Table 3. Incidence of Swine Enteric Problems in North Carolina (2000)*
Agent Percentages Found
Baby Pig Enteritis
Clostridium difficile 25
C. difficle with C. perfringens Type A 21
C. perfringens Type A 10
No infectious agent found 9
E. coli 8
C. difficle with E. coli 7
Coccidia 5
C. perfringens with E. coli 4
C. difficile with rotavirus 4
Transmissible gastroenteritis 2
Enterococcus durans 1
C. difficile with TGE 1
C. difficile with E. durans 1
C. perfringens with rotavirus 1
TGE with Coccidia 1
Postweaning Enteritis (partial list)
Ileitis 7.5
F18 E. coli 60
K88 E. coli 46
*Results compiled by Karen Post, DVM, Rollins Animal Disease Diagnostic Laboratory, North Carolina Department of Agriculture.


“If we got this bug in a nursery and didn't clean and disinfect and leave it sit empty a solid week to 10 days, we would about have to fumigate to kill it. Conventional disinfectant methods with leaving some manure in the pit hasn't broken the cycle very well,” he adds.

The F18 E. coli strain also has shown an ability to become resistant to antibiotics very quickly.

The problem with this strain is there is no commercially available vaccine approved, and that leaves producers with antibiotics as the major route of treatment, says Bosworth.

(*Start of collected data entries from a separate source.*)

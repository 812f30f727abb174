//! Hand-written scanner turning source text into tokens.

use super::token::{Span, Token, TokenKind};
use crate::{Error, Result};

/// The lexer. Consumes source text and produces a token stream.
pub struct Scanner<'a> {
    source: &'a [u8],
    pos: usize,
}

impl<'a> Scanner<'a> {
    /// Creates a new scanner over the given source text.
    pub fn new(source: &'a str) -> Self {
        Self {
            source: source.as_bytes(),
            pos: 0,
        }
    }

    /// Scans the entire input, returning the token stream terminated by Eof.
    pub fn scan_all(mut self) -> Result<Vec<Token>> {
        let mut tokens = Vec::new();
        loop {
            let token = self.next_token()?;
            let done = token.kind == TokenKind::Eof;
            tokens.push(token);
            if done {
                break;
            }
        }
        Ok(tokens)
    }

    fn peek(&self) -> u8 {
        *self.source.get(self.pos).unwrap_or(&0)
    }

    fn peek_at(&self, offset: usize) -> u8 {
        *self.source.get(self.pos + offset).unwrap_or(&0)
    }

    fn bump(&mut self) -> u8 {
        let c = self.peek();
        self.pos += 1;
        c
    }

    fn skip_trivia(&mut self) -> Result<()> {
        loop {
            match self.peek() {
                b' ' | b'\t' | b'\r' | b'\n' => {
                    self.pos += 1;
                }
                b'/' if self.peek_at(1) == b'/' => {
                    while self.pos < self.source.len() && self.peek() != b'\n' {
                        self.pos += 1;
                    }
                }
                b'/' if self.peek_at(1) == b'*' => {
                    let start = self.pos;
                    self.pos += 2;
                    loop {
                        if self.pos >= self.source.len() {
                            return Err(Error::Syntax(format!(
                                "unterminated block comment at offset {}",
                                start
                            )));
                        }
                        if self.peek() == b'*' && self.peek_at(1) == b'/' {
                            self.pos += 2;
                            break;
                        }
                        self.pos += 1;
                    }
                }
                _ => return Ok(()),
            }
        }
    }

    /// Scans the next token.
    fn next_token(&mut self) -> Result<Token> {
        self.skip_trivia()?;
        let start = self.pos;

        if self.pos >= self.source.len() {
            return Ok(Token::new(TokenKind::Eof, Span::new(start, start)));
        }

        let c = self.peek();
        let kind = match c {
            b'0'..=b'9' => return self.scan_number(),
            b'\'' | b'"' => return self.scan_string(),
            b'a'..=b'z' | b'A'..=b'Z' | b'_' | b'$' => return self.scan_word(),
            b'.' if self.peek_at(1).is_ascii_digit() => return self.scan_number(),

            b'{' => self.single(TokenKind::LeftBrace),
            b'}' => self.single(TokenKind::RightBrace),
            b'(' => self.single(TokenKind::LeftParen),
            b')' => self.single(TokenKind::RightParen),
            b'[' => self.single(TokenKind::LeftBracket),
            b']' => self.single(TokenKind::RightBracket),
            b';' => self.single(TokenKind::Semicolon),
            b',' => self.single(TokenKind::Comma),
            b'.' => self.single(TokenKind::Dot),
            b':' => self.single(TokenKind::Colon),
            b'?' => self.single(TokenKind::Question),
            b'~' => self.single(TokenKind::BitNot),

            b'+' => self.select3(b'+', TokenKind::PlusPlus, b'=', TokenKind::PlusAssign, TokenKind::Plus),
            b'-' => self.select3(b'-', TokenKind::MinusMinus, b'=', TokenKind::MinusAssign, TokenKind::Minus),
            b'*' => {
                self.pos += 1;
                if self.peek() == b'*' {
                    self.pos += 1;
                    if self.peek() == b'=' {
                        self.pos += 1;
                        TokenKind::StarStarAssign
                    } else {
                        TokenKind::StarStar
                    }
                } else if self.peek() == b'=' {
                    self.pos += 1;
                    TokenKind::StarAssign
                } else {
                    TokenKind::Star
                }
            }
            b'/' => self.select2(b'=', TokenKind::SlashAssign, TokenKind::Slash),
            b'%' => self.select2(b'=', TokenKind::PercentAssign, TokenKind::Percent),
            b'^' => self.select2(b'=', TokenKind::XorAssign, TokenKind::BitXor),

            b'=' => {
                self.pos += 1;
                if self.peek() == b'=' {
                    self.pos += 1;
                    if self.peek() == b'=' {
                        self.pos += 1;
                        TokenKind::StrictEq
                    } else {
                        TokenKind::Eq
                    }
                } else {
                    TokenKind::Assign
                }
            }
            b'!' => {
                self.pos += 1;
                if self.peek() == b'=' {
                    self.pos += 1;
                    if self.peek() == b'=' {
                        self.pos += 1;
                        TokenKind::StrictNotEq
                    } else {
                        TokenKind::NotEq
                    }
                } else {
                    TokenKind::Not
                }
            }
            b'<' => {
                self.pos += 1;
                match self.peek() {
                    b'<' => {
                        self.pos += 1;
                        if self.peek() == b'=' {
                            self.pos += 1;
                            TokenKind::ShlAssign
                        } else {
                            TokenKind::Shl
                        }
                    }
                    b'=' => {
                        self.pos += 1;
                        TokenKind::LtEq
                    }
                    _ => TokenKind::Lt,
                }
            }
            b'>' => {
                self.pos += 1;
                match self.peek() {
                    b'>' => {
                        self.pos += 1;
                        match self.peek() {
                            b'>' => {
                                self.pos += 1;
                                if self.peek() == b'=' {
                                    self.pos += 1;
                                    TokenKind::UShrAssign
                                } else {
                                    TokenKind::UShr
                                }
                            }
                            b'=' => {
                                self.pos += 1;
                                TokenKind::ShrAssign
                            }
                            _ => TokenKind::Shr,
                        }
                    }
                    b'=' => {
                        self.pos += 1;
                        TokenKind::GtEq
                    }
                    _ => TokenKind::Gt,
                }
            }
            b'&' => {
                self.pos += 1;
                match self.peek() {
                    b'&' => {
                        self.pos += 1;
                        TokenKind::AndAnd
                    }
                    b'=' => {
                        self.pos += 1;
                        TokenKind::AndAssign
                    }
                    _ => TokenKind::BitAnd,
                }
            }
            b'|' => {
                self.pos += 1;
                match self.peek() {
                    b'|' => {
                        self.pos += 1;
                        TokenKind::OrOr
                    }
                    b'=' => {
                        self.pos += 1;
                        TokenKind::OrAssign
                    }
                    _ => TokenKind::BitOr,
                }
            }

            _ => {
                return Err(Error::Syntax(format!(
                    "unexpected character '{}' at offset {}",
                    c as char, start
                )))
            }
        };

        Ok(Token::new(kind, Span::new(start, self.pos)))
    }

    fn single(&mut self, kind: TokenKind) -> TokenKind {
        self.pos += 1;
        kind
    }

    /// Advances past a one-char operator that may be followed by `next` to
    /// form a two-char operator.
    fn select2(&mut self, next: u8, long: TokenKind, short: TokenKind) -> TokenKind {
        self.pos += 1;
        if self.peek() == next {
            self.pos += 1;
            long
        } else {
            short
        }
    }

    fn select3(
        &mut self,
        a: u8,
        kind_a: TokenKind,
        b: u8,
        kind_b: TokenKind,
        short: TokenKind,
    ) -> TokenKind {
        self.pos += 1;
        if self.peek() == a {
            self.pos += 1;
            kind_a
        } else if self.peek() == b {
            self.pos += 1;
            kind_b
        } else {
            short
        }
    }

    fn scan_number(&mut self) -> Result<Token> {
        let start = self.pos;

        // Hex literal
        if self.peek() == b'0' && matches!(self.peek_at(1), b'x' | b'X') {
            self.pos += 2;
            let digits_start = self.pos;
            while self.peek().is_ascii_hexdigit() {
                self.pos += 1;
            }
            if self.pos == digits_start {
                return Err(Error::Syntax(format!(
                    "missing hex digits at offset {}",
                    start
                )));
            }
            let text = std::str::from_utf8(&self.source[digits_start..self.pos]).unwrap();
            let value = u64::from_str_radix(text, 16)
                .map_err(|_| Error::Syntax(format!("hex literal too large at offset {}", start)))?;
            return Ok(Token::new(
                TokenKind::Number(value as f64),
                Span::new(start, self.pos),
            ));
        }

        while self.peek().is_ascii_digit() {
            self.pos += 1;
        }
        if self.peek() == b'.' {
            self.pos += 1;
            while self.peek().is_ascii_digit() {
                self.pos += 1;
            }
        }
        if matches!(self.peek(), b'e' | b'E') {
            self.pos += 1;
            if matches!(self.peek(), b'+' | b'-') {
                self.pos += 1;
            }
            while self.peek().is_ascii_digit() {
                self.pos += 1;
            }
        }

        let text = std::str::from_utf8(&self.source[start..self.pos]).unwrap();
        let value: f64 = text
            .parse()
            .map_err(|_| Error::Syntax(format!("invalid number literal at offset {}", start)))?;
        Ok(Token::new(
            TokenKind::Number(value),
            Span::new(start, self.pos),
        ))
    }

    fn scan_string(&mut self) -> Result<Token> {
        let start = self.pos;
        let quote = self.bump();
        let mut value = String::new();

        loop {
            if self.pos >= self.source.len() {
                return Err(Error::Syntax(format!(
                    "unterminated string at offset {}",
                    start
                )));
            }
            let c = self.bump();
            if c == quote {
                break;
            }
            if c == b'\\' {
                let esc = self.bump();
                match esc {
                    b'n' => value.push('\n'),
                    b't' => value.push('\t'),
                    b'r' => value.push('\r'),
                    b'b' => value.push('\u{0008}'),
                    b'f' => value.push('\u{000C}'),
                    b'v' => value.push('\u{000B}'),
                    b'0' => value.push('\0'),
                    b'x' => {
                        let code = self.scan_hex_escape(2, start)?;
                        value.push(char::from_u32(code).unwrap_or('\u{FFFD}'));
                    }
                    b'u' => {
                        let code = self.scan_hex_escape(4, start)?;
                        value.push(char::from_u32(code).unwrap_or('\u{FFFD}'));
                    }
                    b'\n' => {}
                    _ => value.push(esc as char),
                }
            } else if c < 0x80 {
                value.push(c as char);
            } else {
                // Re-decode a multi-byte UTF-8 sequence starting at c.
                let seq_start = self.pos - 1;
                let mut end = self.pos;
                while end < self.source.len() && (self.source[end] & 0xC0) == 0x80 {
                    end += 1;
                }
                let text = std::str::from_utf8(&self.source[seq_start..end])
                    .map_err(|_| Error::Syntax(format!("invalid UTF-8 at offset {}", seq_start)))?;
                value.push_str(text);
                self.pos = end;
            }
        }

        Ok(Token::new(
            TokenKind::String(value),
            Span::new(start, self.pos),
        ))
    }

    fn scan_hex_escape(&mut self, len: usize, start: usize) -> Result<u32> {
        let mut code: u32 = 0;
        for _ in 0..len {
            let d = self.bump();
            let digit = (d as char)
                .to_digit(16)
                .ok_or_else(|| Error::Syntax(format!("invalid escape in string at offset {}", start)))?;
            code = code * 16 + digit;
        }
        Ok(code)
    }

    fn scan_word(&mut self) -> Result<Token> {
        let start = self.pos;
        while matches!(self.peek(), b'a'..=b'z' | b'A'..=b'Z' | b'0'..=b'9' | b'_' | b'$') {
            self.pos += 1;
        }
        let word = std::str::from_utf8(&self.source[start..self.pos]).unwrap();
        let kind = TokenKind::keyword(word)
            .unwrap_or_else(|| TokenKind::Identifier(word.to_string()));
        Ok(Token::new(kind, Span::new(start, self.pos)))
    }
}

Hendrickson reports a number of producers are treating F18 E. coli fairly successfully with oral autogenous vaccine and the antibiotic combination BMD plus 3-Nitro (bacitracin plus roxarsone) from Alpharma. The antibiotic combination was introduced in the fall of 1998 with BMD at 30 g/ton and 3-Nitro at 34.1 g/ton for growth and feed efficiency in nursery and finisher pigs.

Alpharma says there have been reports of producer success in dealing with F18 and K88 E. coli problems when the antibiotic was used at 250 g/ton of BMD plus 3-Nitro at 34.1 g/ton. Company literature suggests the success of this combination may be related to the apparent synergy of the two compounds, which provides superior effectiveness to the use of either drug separately. For more information, log on to www.alpharma.com.

While F18 E. coli seems to be gaining in intensity in the Midwest, it has slacked off a bit in the Southeast, says Hendrickson. For unknown reasons, the disease is highly sporadic.